§ Problem description:
Word for word, retype each record shown below.

(Stored data entries)
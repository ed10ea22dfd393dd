//! InMemoryStore - HashMap-backed document store for testing and development.

use std::collections::{HashMap, HashSet};
use std::sync::atomic::{AtomicU64, Ordering};
use std::sync::{Arc, Mutex, RwLock};

use serde_json::{Map, Value};
use ulid::Ulid;

use super::{Acknowledgment, ClientHandle, DocumentStore, WriteOperation};
use crate::entity::path;
use crate::error::OdmError;
use crate::operation::{apply, FieldChange};
use crate::target::Target;

/// A write as the store received it.
#[derive(Debug, Clone, PartialEq)]
pub struct WriteRecord {
    pub target: Target,
    pub operation: WriteOperation,
}

/// In-memory document store.
///
/// Collections are keyed by `"client/database.collection"`. Every submitted
/// write is logged, accepted or not. Clone-friendly via Arc; clones share
/// the same data.
#[derive(Clone)]
pub struct InMemoryStore {
    collections: Arc<RwLock<HashMap<String, Vec<Map<String, Value>>>>>,
    clients: Arc<RwLock<HashSet<String>>>,
    live: Arc<Mutex<HashSet<u64>>>,
    next_handle: Arc<AtomicU64>,
    log: Arc<RwLock<Vec<WriteRecord>>>,
}

impl Default for InMemoryStore {
    fn default() -> Self {
        Self::new()
    }
}

impl InMemoryStore {
    /// A store with a single client named `default`.
    pub fn new() -> Self {
        let mut clients = HashSet::new();
        clients.insert("default".to_string());
        InMemoryStore {
            collections: Arc::new(RwLock::new(HashMap::new())),
            clients: Arc::new(RwLock::new(clients)),
            live: Arc::new(Mutex::new(HashSet::new())),
            next_handle: Arc::new(AtomicU64::new(1)),
            log: Arc::new(RwLock::new(Vec::new())),
        }
    }

    /// Register another client name.
    pub fn with_client(self, name: impl Into<String>) -> Self {
        if let Ok(mut clients) = self.clients.write() {
            clients.insert(name.into());
        }
        self
    }

    fn namespace(target: &Target) -> String {
        format!("{}/{}.{}", target.client, target.database, target.collection)
    }

    /// A stored document by `_id`.
    pub fn document(&self, target: &Target, id: &str) -> Option<Map<String, Value>> {
        let collections = self.collections.read().ok()?;
        collections
            .get(&Self::namespace(target))?
            .iter()
            .find(|doc| has_id(doc, id))
            .cloned()
    }

    /// Every document in the target collection, in insertion order.
    pub fn documents(&self, target: &Target) -> Vec<Map<String, Value>> {
        self.collections
            .read()
            .ok()
            .and_then(|collections| collections.get(&Self::namespace(target)).cloned())
            .unwrap_or_default()
    }

    /// Every write submitted so far, in order.
    pub fn writes(&self) -> Vec<WriteRecord> {
        self.log.read().map(|log| log.clone()).unwrap_or_default()
    }

    pub fn write_count(&self) -> usize {
        self.log.read().map(|log| log.len()).unwrap_or_default()
    }

    /// Client handles acquired and not yet released.
    pub fn live_clients(&self) -> usize {
        self.live.lock().map(|live| live.len()).unwrap_or_default()
    }

    fn ensure_live(handle: &ClientHandle) -> Result<(), OdmError> {
        if handle.is_released() {
            return Err(OdmError::ScopeViolation(format!(
                "client `{}` (#{}) used after release",
                handle.name(),
                handle.id()
            )));
        }
        Ok(())
    }
}

fn has_id(doc: &Map<String, Value>, id: &str) -> bool {
    doc.get("_id").and_then(Value::as_str) == Some(id)
}

fn matches(doc: &Map<String, Value>, filter: &Map<String, Value>) -> bool {
    filter
        .iter()
        .all(|(field, expected)| path::get(doc, field) == Some(expected))
}

/// Apply a wire update to a copy of `doc`; the original is untouched on error.
fn apply_update(doc: &Map<String, Value>, operators: &Map<String, Value>) -> Result<Map<String, Value>, OdmError> {
    let mut next = doc.clone();
    for change in FieldChange::from_wire(operators)? {
        apply(&mut next, &change)?;
    }
    Ok(next)
}

impl DocumentStore for InMemoryStore {
    fn resolve_client(&self, name: &str) -> Result<ClientHandle, OdmError> {
        let known = self
            .clients
            .read()
            .map_err(|_| OdmError::LockPoisoned("client read"))?
            .contains(name);
        if !known {
            return Err(OdmError::UnknownClient(name.to_string()));
        }

        let handle = ClientHandle::new(name, self.next_handle.fetch_add(1, Ordering::Relaxed));
        self.live
            .lock()
            .map_err(|_| OdmError::LockPoisoned("client acquire"))?
            .insert(handle.id());
        Ok(handle)
    }

    fn release_client(&self, handle: &ClientHandle) {
        handle.release();
        if let Ok(mut live) = self.live.lock() {
            live.remove(&handle.id());
        }
    }

    fn write(
        &self,
        client: &ClientHandle,
        target: &Target,
        operation: WriteOperation,
    ) -> Result<Acknowledgment, OdmError> {
        Self::ensure_live(client)?;

        self.log
            .write()
            .map_err(|_| OdmError::LockPoisoned("log write"))?
            .push(WriteRecord {
                target: target.clone(),
                operation: operation.clone(),
            });

        let mut collections = self
            .collections
            .write()
            .map_err(|_| OdmError::LockPoisoned("write"))?;
        let docs = collections.entry(Self::namespace(target)).or_default();

        let ack = match operation {
            WriteOperation::Insert { document } => {
                let Some(id) = document.get("_id").and_then(Value::as_str) else {
                    return Ok(Acknowledgment::failed("document has no string _id"));
                };
                if docs.iter().any(|doc| has_id(doc, id)) {
                    Acknowledgment::failed(format!(
                        "E11000 duplicate key error collection: {} dup key: {{ _id: \"{}\" }}",
                        target, id
                    ))
                } else {
                    docs.push(document);
                    Acknowledgment::ok(1)
                }
            }
            WriteOperation::UpdateById { id, operators } => {
                match docs.iter_mut().find(|doc| has_id(doc, &id)) {
                    None => Acknowledgment::ok(0),
                    Some(doc) => match apply_update(doc, &operators) {
                        Ok(next) => {
                            *doc = next;
                            Acknowledgment::ok(1)
                        }
                        Err(err) => Acknowledgment::failed(err.to_string()),
                    },
                }
            }
            WriteOperation::Upsert { filter, operators } => {
                match docs.iter_mut().find(|doc| matches(doc, &filter)) {
                    Some(doc) => match apply_update(doc, &operators) {
                        Ok(next) => {
                            *doc = next;
                            Acknowledgment::ok(1)
                        }
                        Err(err) => Acknowledgment::failed(err.to_string()),
                    },
                    None => {
                        let mut seed = Map::new();
                        if !filter.contains_key("_id") {
                            seed.insert("_id".to_string(), Value::String(Ulid::new().to_string()));
                        }
                        for (field, value) in &filter {
                            if !field.starts_with('$') {
                                seed.insert(field.clone(), value.clone());
                            }
                        }
                        match apply_update(&seed, &operators) {
                            Ok(inserted) => {
                                docs.push(inserted);
                                Acknowledgment::ok(0)
                            }
                            Err(err) => Acknowledgment::failed(err.to_string()),
                        }
                    }
                }
            }
            WriteOperation::Delete { filter } => {
                let before = docs.len();
                docs.retain(|doc| !matches(doc, &filter));
                Acknowledgment::ok((before - docs.len()) as u64)
            }
        };

        Ok(ack)
    }

    fn find_by_id(
        &self,
        client: &ClientHandle,
        target: &Target,
        id: &str,
    ) -> Result<Option<Map<String, Value>>, OdmError> {
        Self::ensure_live(client)?;
        let collections = self
            .collections
            .read()
            .map_err(|_| OdmError::LockPoisoned("read"))?;
        Ok(collections
            .get(&Self::namespace(target))
            .and_then(|docs| docs.iter().find(|doc| has_id(doc, id)).cloned()))
    }
}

§ Response to the exercise:
repository ed10ea22dfd393dd
//! InMemoryStore - HashMap-backed document store for testing and development.

use std::collections::{HashMap, HashSet};
use std::sync::atomic::{AtomicU64, Ordering};
use std::sync::{Arc, Mutex, RwLock};

use serde_json::{Map, Value};
use ulid::Ulid;

use super::{Acknowledgment, ClientHandle, DocumentStore, WriteOperation};
use crate::entity::path;
use crate::error::OdmError;
use crate::operation::{apply, FieldChange};
use crate::target::Target;

/// A write as the store received it.
#[derive(Debug, Clone, PartialEq)]
pub struct WriteRecord {
    pub target: Target,
    pub operation: WriteOperation,
}

/// In-memory document store.
///
/// Collections are keyed by `"client/database.collection"`. Every submitted
/// write is logged, accepted or not. Clone-friendly via Arc; clones share
/// the same data.
#[derive(Clone)]
pub struct InMemoryStore {
    collections: Arc<RwLock<HashMap<String, Vec<Map<String, Value>>>>>,
    clients: Arc<RwLock<HashSet<String>>>,
    live: Arc<Mutex<HashSet<u64>>>,
    next_handle: Arc<AtomicU64>,
    log: Arc<RwLock<Vec<WriteRecord>>>,
}

impl Default for InMemoryStore {
    fn default() -> Self {
        Self::new()
    }
}

impl InMemoryStore {
    /// A store with a single client named `default`.
    pub fn new() -> Self {
        let mut clients = HashSet::new();
        clients.insert("default".to_string());
        InMemoryStore {
            collections: Arc::new(RwLock::new(HashMap::new())),
            clients: Arc::new(RwLock::new(clients)),
            live: Arc::new(Mutex::new(HashSet::new())),
            next_handle: Arc::new(AtomicU64::new(1)),
            log: Arc::new(RwLock::new(Vec::new())),
        }
    }

    /// Register another client name.
    pub fn with_client(self, name: impl Into<String>) -> Self {
        if let Ok(mut clients) = self.clients.write() {
            clients.insert(name.into());
        }
        self
    }

    fn namespace(target: &Target) -> String {
        format!("{}/{}.{}", target.client, target.database, target.collection)
    }

    /// A stored document by `_id`.
    pub fn document(&self, target: &Target, id: &str) -> Option<Map<String, Value>> {
        let collections = self.collections.read().ok()?;
        collections
            .get(&Self::namespace(target))?
            .iter()
            .find(|doc| has_id(doc, id))
            .cloned()
    }

    /// Every document in the target collection, in insertion order.
    pub fn documents(&self, target: &Target) -> Vec<Map<String, Value>> {
        self.collections
            .read()
            .ok()
            .and_then(|collections| collections.get(&Self::namespace(target)).cloned())
            .unwrap_or_default()
    }

    /// Every write submitted so far, in order.
    pub fn writes(&self) -> Vec<WriteRecord> {
        self.log.read().map(|log| log.clone()).unwrap_or_default()
    }

    pub fn write_count(&self) -> usize {
        self.log.read().map(|log| log.len()).unwrap_or_default()
    }

    /// Client handles acquired and not yet released.
    pub fn live_clients(&self) -> usize {
        self.live.lock().map(|live| live.len()).unwrap_or_default()
    }

    fn ensure_live(handle: &ClientHandle) -> Result<(), OdmError> {
        if handle.is_released() {
            return Err(OdmError::ScopeViolation(format!(
                "client `{}` (#{}) used after release",
                handle.name(),
                handle.id()
            )));
        }
        Ok(())
    }
}

fn has_id(doc: &Map<String, Value>, id: &str) -> bool {
    doc.get("_id").and_then(Value::as_str) == Some(id)
}

fn matches(doc: &Map<String, Value>, filter: &Map<String, Value>) -> bool {
    filter
        .iter()
        .all(|(field, expected)| path::get(doc, field) == Some(expected))
}

/// Apply a wire update to a copy of `doc`; the original is untouched on error.
fn apply_update(doc: &Map<String, Value>, operators: &Map<String, Value>) -> Result<Map<String, Value>, OdmError> {
    let mut next = doc.clone();
    for change in FieldChange::from_wire(operators)? {
        apply(&mut next, &change)?;
    }
    Ok(next)
}

impl DocumentStore for InMemoryStore {
    fn resolve_client(&self, name: &str) -> Result<ClientHandle, OdmError> {
        let known = self
            .clients
            .read()
            .map_err(|_| OdmError::LockPoisoned("client read"))?
            .contains(name);
        if !known {
            return Err(OdmError::UnknownClient(name.to_string()));
        }

        let handle = ClientHandle::new(name, self.next_handle.fetch_add(1, Ordering::Relaxed));
        self.live
            .lock()
            .map_err(|_| OdmError::LockPoisoned("client acquire"))?
            .insert(handle.id());
        Ok(handle)
    }

    fn release_client(&self, handle: &ClientHandle) {
        handle.release();
        if let Ok(mut live) = self.live.lock() {
            live.remove(&handle.id());
        }
    }

    fn write(
        &self,
        client: &ClientHandle,
        target: &Target,
        operation: WriteOperation,
    ) -> Result<Acknowledgment, OdmError> {
        Self::ensure_live(client)?;

        self.log
            .write()
            .map_err(|_| OdmError::LockPoisoned("log write"))?
            .push(WriteRecord {
                target: target.clone(),
                operation: operation.clone(),
            });

        let mut collections = self
            .collections
            .write()
            .map_err(|_| OdmError::LockPoisoned("write"))?;
        let docs = collections.entry(Self::namespace(target)).or_default();

        let ack = match operation {
            WriteOperation::Insert { document } => {
                let Some(id) = document.get("_id").and_then(Value::as_str) else {
                    return Ok(Acknowledgment::failed("document has no string _id"));
                };
                if docs.iter().any(|doc| has_id(doc, id)) {
                    Acknowledgment::failed(format!(
                        "E11000 duplicate key error collection: {} dup key: {{ _id: \"{}\" }}",
                        target, id
                    ))
                } else {
                    docs.push(document);
                    Acknowledgment::ok(1)
                }
            }
            WriteOperation::UpdateById { id, operators } => {
                match docs.iter_mut().find(|doc| has_id(doc, &id)) {
                    None => Acknowledgment::ok(0),
                    Some(doc) => match apply_update(doc, &operators) {
                        Ok(next) => {
                            *doc = next;
                            Acknowledgment::ok(1)
                        }
                        Err(err) => Acknowledgment::failed(err.to_string()),
                    },
                }
            }
            WriteOperation::Upsert { filter, operators } => {
                match docs.iter_mut().find(|doc| matches(doc, &filter)) {
                    Some(doc) => match apply_update(doc, &operators) {
                        Ok(next) => {
                            *doc = next;
                            Acknowledgment::ok(1)
                        }
                        Err(err) => Acknowledgment::failed(err.to_string()),
                    },
                    None => {
                        let mut seed = Map::new();
                        if !filter.contains_key("_id") {
                            seed.insert("_id".to_string(), Value::String(Ulid::new().to_string()));
                        }
                        for (field, value) in &filter {
                            if !field.starts_with('$') {
                                seed.insert(field.clone(), value.clone());
                            }
                        }
                        match apply_update(&seed, &operators) {
                            Ok(inserted) => {
                                docs.push(inserted);
                                Acknowledgment::ok(0)
                            }
                            Err(err) => Acknowledgment::failed(err.to_string()),
                        }
                    }
                }
            }
            WriteOperation::Delete { filter } => {
                let before = docs.len();
                docs.retain(|doc| !matches(doc, &filter));
                Acknowledgment::ok((before - docs.len()) as u64)
            }
        };

        Ok(ack)
    }

    fn find_by_id(
        &self,
        client: &ClientHandle,
        target: &Target,
        id: &str,
    ) -> Result<Option<Map<String, Value>>, OdmError> {
        Self::ensure_live(client)?;
        let collections = self
            .collections
            .read()
            .map_err(|_| OdmError::LockPoisoned("read"))?;
        Ok(collections
            .get(&Self::namespace(target))
            .and_then(|docs| docs.iter().find(|doc| has_id(doc, id)).cloned()))
    }
}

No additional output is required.